Kucinich’s shame

On the question of whether to engage a regime such as Syria’s, last discussed here:

There is world of difference between the kind of engagement Barack Obama has recommended, or that Nancy Pelosi undertook in April, and the deplorable toadying of Dennis Kucinich as seen in this video interview. The congressman’s hometown paper tears him a new one here (and the Plain Dealer, mind you, is neither pro-war nor anti-engagement).

Speaking on Syrian state television, to a government mouthpiece doing her best impression of a journalist, Kucinich rues the image of America in the world (rightly). But at the same time he lavishes praise on Syria’s dynastic dictator. This is all too typical of “peace” advocates, now and in decades past, vehemently opposed to their own government’s policies but curiously uncritical of police states abroad.

A revealing segment:

Interviewer: So does George Bush actually not see himself as having failed in Iraq? Does he think that he has done something right?

Dennis Kucinich: I would expect that he probably believes that he’s doing the right thing.

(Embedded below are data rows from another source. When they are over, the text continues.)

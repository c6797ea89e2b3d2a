//! OAuth 2.0 도메인 모델
//!
//! - [`oauth_provider`] - 토큰, 인가 요청, 사용자 연동 데이터
//! - [`yelp_user`] - Yelp 리소스 소유자 프로필
//! - [`identity`] - 콜백 처리 결과로 만들어지는 정규화된 신원

pub mod oauth_provider;
pub mod yelp_user;
pub mod identity;

pub use oauth_provider::*;
pub use yelp_user::*;
pub use identity::*;
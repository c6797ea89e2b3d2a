//! 애플리케이션 전역에서 사용하는 에러 시스템
//!
//! `thiserror`와 `actix_web::ResponseError`를 사용하여 타입 안전하고
//! 일관된 에러 처리를 제공합니다.
//!
//! 로그인 플로우(리다이렉트 왕복) 중의 실패는 JSON 에러 응답이 아니라
//! 로그인 페이지로의 리다이렉트로 끝나야 하므로 별도의 [`LoginFailure`]로 분류합니다.
//!
//! ## 사용 예제
//!
//! ```rust,ignore
//! use crate::errors::errors::AppError;
//!
//! fn validate(settings: &ProviderSettings) -> Result<(), AppError> {
//!     if settings.client_id.is_empty() {
//!         return Err(AppError::ConfigurationError("Client ID is missing".to_string()));
//!     }
//!     Ok(())
//! }
//! ```

use thiserror::Error;

/// 애플리케이션 전역 에러 타입
///
/// 자동으로 HTTP 응답으로 변환되어 클라이언트에게 전달됩니다.
#[derive(Error, Debug)]
pub enum AppError {
    /// 프로바이더 설정 누락 (500 Internal Server Error)
    #[error("Configuration error: {0}")]
    ConfigurationError(String),

    /// 데이터베이스 관련 에러 (500 Internal Server Error)
    #[error("Database error: {0}")]
    DatabaseError(String),

    /// Redis 관련 에러 (500 Internal Server Error)
    #[error("Redis error: {0}")]
    RedisError(String),

    /// 입력값 검증 에러 (400 Bad Request)
    #[error("Validation error: {0}")]
    ValidationError(String),

    /// 리소스 찾을 수 없음 에러 (404 Not Found)
    #[error("Not found: {0}")]
    NotFound(String),

    /// 충돌/중복 에러 (409 Conflict)
    #[error("Conflict error: {0}")]
    ConflictError(String),

    /// 인증 실패 에러 (401 Unauthorized)
    #[error("Authentication error: {0}")]
    AuthenticationError(String),

    /// 권한 부족 에러 (403 Forbidden)
    #[error("Authorization error: {0}")]
    AuthorizationError(String),

    /// 외부 서비스 에러 (502 Bad Gateway)
    #[error("External service error: {0}")]
    ExternalServiceError(String),

    /// 내부 서버 에러 (500 Internal Server Error)
    #[error("Internal server error: {0}")]
    InternalError(String),
}

impl actix_web::ResponseError for AppError {
    /// HTTP 에러 응답을 생성합니다.
    ///
    /// 5xx 에러는 내부 정보를 노출하지 않도록 일반 메시지로 응답합니다.
    fn error_response(&self) -> actix_web::HttpResponse {
        let status = self.status_code();

        let message = if status.is_server_error() {
            log::error!("요청 처리 실패: {}", self);
            "Internal server error".to_string()
        } else {
            self.to_string()
        };

        actix_web::HttpResponse::build(status)
            .json(serde_json::json!({
                "error": message
            }))
    }

    fn status_code(&self) -> actix_web::http::StatusCode {
        use actix_web::http::StatusCode;

        match self {
            AppError::ValidationError(_) => StatusCode::BAD_REQUEST,
            AppError::NotFound(_) => StatusCode::NOT_FOUND,
            AppError::ConflictError(_) => StatusCode::CONFLICT,
            AppError::AuthenticationError(_) => StatusCode::UNAUTHORIZED,
            AppError::AuthorizationError(_) => StatusCode::FORBIDDEN,
            AppError::ExternalServiceError(_) => StatusCode::BAD_GATEWAY,
            _ => StatusCode::INTERNAL_SERVER_ERROR,
        }
    }
}

impl From<redis::RedisError> for AppError {
    fn from(e: redis::RedisError) -> Self {
        AppError::RedisError(e.to_string())
    }
}

impl From<mongodb::error::Error> for AppError {
    fn from(e: mongodb::error::Error) -> Self {
        AppError::DatabaseError(e.to_string())
    }
}

/// 편의성을 위한 Result 타입 별칭
pub type AppResult<T> = Result<T, AppError>;

/// 외부 라이브러리 에러를 AppError로 변환하는 확장 trait
pub trait ErrorContext<T> {
    /// 컨텍스트 정보와 함께 에러를 변환합니다.
    fn context(self, msg: &str) -> AppResult<T>;
}

impl<T, E> ErrorContext<T> for Result<T, E>
where
    E: std::fmt::Display,
{
    fn context(self, msg: &str) -> AppResult<T> {
        self.map_err(|e| AppError::InternalError(format!("{}: {}", msg, e)))
    }
}

/// 로그인 플로우 실패 분류
///
/// 모든 변형은 로그인 페이지로의 리다이렉트와 사용자 메시지로 끝납니다.
/// `InvalidState`, `TokenExchange`, `ProfileUnavailable`은 어떤 검사가
/// 실패했는지 드러내지 않도록 같은 사용자 메시지를 사용합니다.
#[derive(Error, Debug, Clone, PartialEq)]
pub enum LoginFailure {
    /// 프로바이더 자격 증명 미설정
    #[error("provider is not configured: {0}")]
    Configuration(String),

    /// 사용자가 프로바이더 화면에서 인증을 거부
    #[error("user cancelled the login")]
    UserCancelled,

    /// 반환된 state가 비어 있거나 저장된 값과 다름
    #[error("invalid oauth2 state")]
    InvalidState,

    /// authorization code 교환 실패
    #[error("token exchange failed: {0}")]
    TokenExchange(String),

    /// 리소스 소유자 프로필 조회 실패
    #[error("profile unavailable: {0}")]
    ProfileUnavailable(String),
}

impl LoginFailure {
    /// 로깅/표시용 분류 코드
    pub fn kind(&self) -> &'static str {
        match self {
            LoginFailure::Configuration(_) => "configuration_error",
            LoginFailure::UserCancelled => "user_cancelled",
            LoginFailure::InvalidState => "invalid_state",
            LoginFailure::TokenExchange(_) => "exchange_error",
            LoginFailure::ProfileUnavailable(_) => "profile_unavailable",
        }
    }

    /// 로그인 페이지에 표시할 메시지
    pub fn user_message(&self) -> &'static str {
        match self {
            LoginFailure::Configuration(_) => {
                "Social Auth Yelp not configured properly. Contact site administrator."
            }
            LoginFailure::UserCancelled => "You could not be authenticated.",
            LoginFailure::InvalidState
            | LoginFailure::TokenExchange(_)
            | LoginFailure::ProfileUnavailable(_) => {
                "Yelp login failed. Please try again or contact site administrator."
            }
        }
    }
}

#[cfg(test)]
mod tests {
    use super::*;
    use actix_web::ResponseError;

    #[test]
    fn test_validation_error_response() {
        let error = AppError::ValidationError("Client ID is required".to_string());
        let response = error.error_response();

        assert_eq!(response.status(), actix_web::http::StatusCode::BAD_REQUEST);
    }

    #[test]
    fn test_not_found_error_response() {
        let error = AppError::NotFound("network not found".to_string());
        let response = error.error_response();

        assert_eq!(response.status(), actix_web::http::StatusCode::NOT_FOUND);
    }

    #[test]
    fn test_authentication_error_response() {
        let error = AppError::AuthenticationError("Invalid token".to_string());
        let response = error.error_response();

        assert_eq!(response.status(), actix_web::http::StatusCode::UNAUTHORIZED);
    }

    #[test]
    fn test_authorization_error_response() {
        let error = AppError::AuthorizationError("Insufficient permissions".to_string());
        let response = error.error_response();

        assert_eq!(response.status(), actix_web::http::StatusCode::FORBIDDEN);
    }

    #[test]
    fn test_configuration_error_is_server_error() {
        let error = AppError::ConfigurationError("client secret missing".to_string());
        let response = error.error_response();

        assert_eq!(response.status(), actix_web::http::StatusCode::INTERNAL_SERVER_ERROR);
    }

    #[test]
    fn test_external_service_error_is_bad_gateway() {
        let error = AppError::ExternalServiceError("yelp down".to_string());
        assert_eq!(error.status_code(), actix_web::http::StatusCode::BAD_GATEWAY);
    }

    #[test]
    fn test_error_context_trait() {
        let result: Result<(), &str> = Err("original error");
        let app_result = result.context("Additional context");

        assert!(app_result.is_err());
        if let Err(AppError::InternalError(msg)) = app_result {
            assert!(msg.contains("Additional context"));
            assert!(msg.contains("original error"));
        } else {
            panic!("Expected InternalError");
        }
    }

    #[test]
    fn test_login_failure_messages_do_not_leak_which_check_failed() {
        let generic = LoginFailure::InvalidState.user_message();

        assert_eq!(LoginFailure::TokenExchange("boom".into()).user_message(), generic);
        assert_eq!(LoginFailure::ProfileUnavailable("empty".into()).user_message(), generic);
        assert!(!generic.to_lowercase().contains("state"));
        assert_ne!(LoginFailure::UserCancelled.user_message(), generic);
    }

    #[test]
    fn test_login_failure_kinds() {
        assert_eq!(LoginFailure::UserCancelled.kind(), "user_cancelled");
        assert_eq!(LoginFailure::InvalidState.kind(), "invalid_state");
        assert_eq!(LoginFailure::TokenExchange(String::new()).kind(), "exchange_error");
        assert_eq!(LoginFailure::ProfileUnavailable(String::new()).kind(), "profile_unavailable");
        assert_eq!(LoginFailure::Configuration(String::new()).kind(), "configuration_error");
    }
}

Interviewer: So he would continue using the same rhetoric in Lebanon as well – this is with Syria in mind.

Dennis Kucinich: I think that’s probably true. […]

Note how the “interviewer” tries to change the subject, coaching Kucinich into giving Syria a clean bill of health on its shady Lebanon policies. Kucinich doesn’t quite take the bait — following the ellipsis he continues talking about Iraq. But in dodging the question (quite like an establishment politician, I might add), Kucinich reveals exactly what he’s leaving out of his rosy report on “His Excellency,” President Assad.

Kucinich’s credibility on foreign policy can now be declared nonexistent. His conduct is disgraceful not because it is “unpatriotic” or “anti-American,” but because it’s a betrayal of true liberal principles — a betrayal of people like Samir Kassir, the Lebanese journalist murdered in June 2005, very likely by operatives of the oh-so-peaceful Syrian regime.